Movie Studios Approve $30 Rental Plan, Theater Owners Mightily Upset - Ainab
http://www.crunchgear.com/2011/03/31/movie-studios-approve-30-rental-plan-theater-owners-mightily-upset/

======
bartonfink
That's just asinine. Once someone has decided not to go to the theater, the
appropriate price comparison isn't tickets + refreshments + babysitter +
parking + whatever else people pay for to leave home. For one, nobody spends
more than $30 just to see a movie with their spouse. They might spend $30 on a
babysitter, $10 on popcorn and refreshments and an extra $15 on the tickets,
which seems like an easy win for a $30 rental. However, the key difference is
that $30 rental isn't going to watch your kids so you can watch Sex, Lies and
Videotape in peace. That rental isn't going to coat itself in salt and butter
so you can snack on it while you watch.
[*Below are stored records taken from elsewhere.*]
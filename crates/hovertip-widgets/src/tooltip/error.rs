#![forbid(unsafe_code)]

use std::fmt;

/// Errors surfaced while rendering a tooltip.
///
/// These are usage errors; nothing here is shown to end users.
#[derive(Debug, Clone, Copy, PartialEq, Eq)]
pub enum TooltipError {
    /// A tooltip wraps exactly one anchor.
    ChildCount { found: usize },
}

impl fmt::Display for TooltipError {
    fn fmt(&self, f: &mut fmt::Formatter<'_>) -> fmt::Result {
        match self {
            Self::ChildCount { found } => {
                write!(f, "tooltip expects exactly one anchor child, found {found}")
            }
        }
    }
}

impl std::error::Error for TooltipError {}

/// Take the single item out of `children`, failing on zero or several.
pub fn only_child<I: IntoIterator>(children: I) -> Result<I::Item, TooltipError> {
    let mut iter = children.into_iter();
    let Some(first) = iter.next() else {
        return Err(TooltipError::ChildCount { found: 0 });
    };
    let extra = iter.count();
    if extra > 0 {
        return Err(TooltipError::ChildCount { found: 1 + extra });
    }
    Ok(first)
}
#![forbid(unsafe_code)]

//! Structured logging entry points.
//!
//! With the `tracing` feature the usual macros are re-exported so downstream
//! crates can log through `hovertip_core::debug!` without naming `tracing`
//! themselves. The `tracing-json` feature adds a one-call JSON subscriber for
//! production hosts.

#[cfg(feature = "tracing")]
pub use tracing::{debug, debug_span, error, info, info_span, trace, warn};

/// Environment variable holding the log filter directive.
pub const LOG_FILTER_ENV: &str = "HOVERTIP_LOG";

/// Filter used when [`LOG_FILTER_ENV`] is unset or blank.
pub const DEFAULT_LOG_FILTER: &str = "info";

/// Pick the filter directive from an optional raw environment value.
#[must_use]
pub fn filter_directive(raw: Option<&str>) -> String {
    match raw.map(str::trim) {
        Some(value) if !value.is_empty() => value.to_owned(),
        _ => DEFAULT_LOG_FILTER.to_owned(),
    }
}

/// Install a global JSON subscriber filtered by [`LOG_FILTER_ENV`].
///
/// Fails if a global subscriber is already installed or the directive does
/// not parse.
#[cfg(feature = "tracing-json")]
pub fn init_json_subscriber() -> Result<(), Box<dyn std::error::Error + Send + Sync + 'static>> {
    use tracing_subscriber::EnvFilter;

    let raw = std::env::var(LOG_FILTER_ENV).ok();
    let filter = EnvFilter::try_new(filter_directive(raw.as_deref()))?;
    tracing_subscriber::fmt()
        .json()
        .with_env_filter(filter)
        .with_target(true)
        .try_init()
}
// =========================================================================
// Horizontal flip and edge correction
// =========================================================================

#[test]
fn left_right_flips_near_right_edge() {
    let mut screen = Screen::new(80, 24).with_anchor(ANCHOR, Rect::new(70, 10, 5, 1));
    let mut state = TooltipState::default();
    let tooltip = Tooltip::expanded(Block(Size::new(10, 3))).axis(FlipAxis::LeftRight);
    tooltip.render([ANCHOR], &mut state).unwrap();
    show(&mut state, ANCHOR, Instant::now());

    let settled = settle(&tooltip, ANCHOR, &mut state, &mut screen);
    assert!(settled.passes <= 2);
    let (placement, bounds) = settled.panel.unwrap();
    assert_eq!(placement, Placement::LEFT);
    assert_eq!(bounds.right, 70 - 8);

    let indicator = settled.indicator.unwrap();
    assert_eq!(indicator.placement, Placement::LEFT);
    assert_eq!(indicator.glyph, IndicatorGlyph::Right);
}

#[test]
fn left_right_stays_right_with_room() {
    let mut screen = Screen::new(80, 24).with_anchor(ANCHOR, Rect::new(5, 10, 5, 1));
    let mut state = TooltipState::default();
    let tooltip = Tooltip::expanded(Block(Size::new(10, 3)))
        .axis(FlipAxis::LeftRight)
        .tip_title("Help");
    tooltip.render([ANCHOR], &mut state).unwrap();
    show(&mut state, ANCHOR, Instant::now());

    let settled = settle(&tooltip, ANCHOR, &mut state, &mut screen);
    assert_eq!(settled.panel.unwrap().0, Placement::RIGHT);
    assert_eq!(settled.indicator.unwrap().glyph, IndicatorGlyph::Left);
}

#[test]
fn edge_correction_sticks_across_hovers() {
    let mut screen = Screen::new(80, 24).with_anchor(ANCHOR, Rect::new(0, 2, 2, 1));
    let mut state = TooltipState::default();
    let tooltip = Tooltip::compact("a fairly long tooltip text");
    tooltip.render([ANCHOR], &mut state).unwrap();
    let t0 = Instant::now();
    show(&mut state, ANCHOR, t0);

    let settled = settle(&tooltip, ANCHOR, &mut state, &mut screen);
    assert_eq!(settled.passes, 2);
    let (placement, bounds) = settled.panel.unwrap();
    assert_eq!(placement.horizontal_position, Horizontal::Left);
    assert_eq!(placement.horizontal_alignment, Horizontal::Left);
    assert_eq!(bounds.left, 0);
    assert_eq!(state.signals().edge_layout, EdgeLayout::Left);

    // Leave, let it hide, come back.
    state.handle_pointer(PointerEvent::out(ANCHOR), t0 + ms(500));
    assert_eq!(state.poll(t0 + ms(750)), Some(VisibilityChange::Hidden));
    settle(&tooltip, ANCHOR, &mut state, &mut screen);
    assert!(screen.overlay.is_none());
    show(&mut state, ANCHOR, t0 + ms(1000));

    let settled = settle(&tooltip, ANCHOR, &mut state, &mut screen);
    assert_eq!(settled.passes, 1, "corrected on the first render");
    assert_eq!(settled.panel.unwrap().0.horizontal_position, Horizontal::Left);
}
That rental is really just money you
give to sit on your own damn couch (which you paid for earlier), to eat your
own damn popcorn (which you paid for earlier) and to worry that your kids will
wake up and watch your adult movie (which you'll pay for later in therapy).
The comparison doesn't make any sense because the rental gives none of the
value they're wrapping up in the "movie night out" experience.

------
phlux
Wait, so it hits theatres, and then a WHOLE 60 DAYS after it is in the theatre
one can get that movie on-demand? For as low as $30?

No wonder why people pirate.

The problem is that the vallue of movie entertainment is artificially high -
and they are struggling to keep it there. The game is lost. It will come down.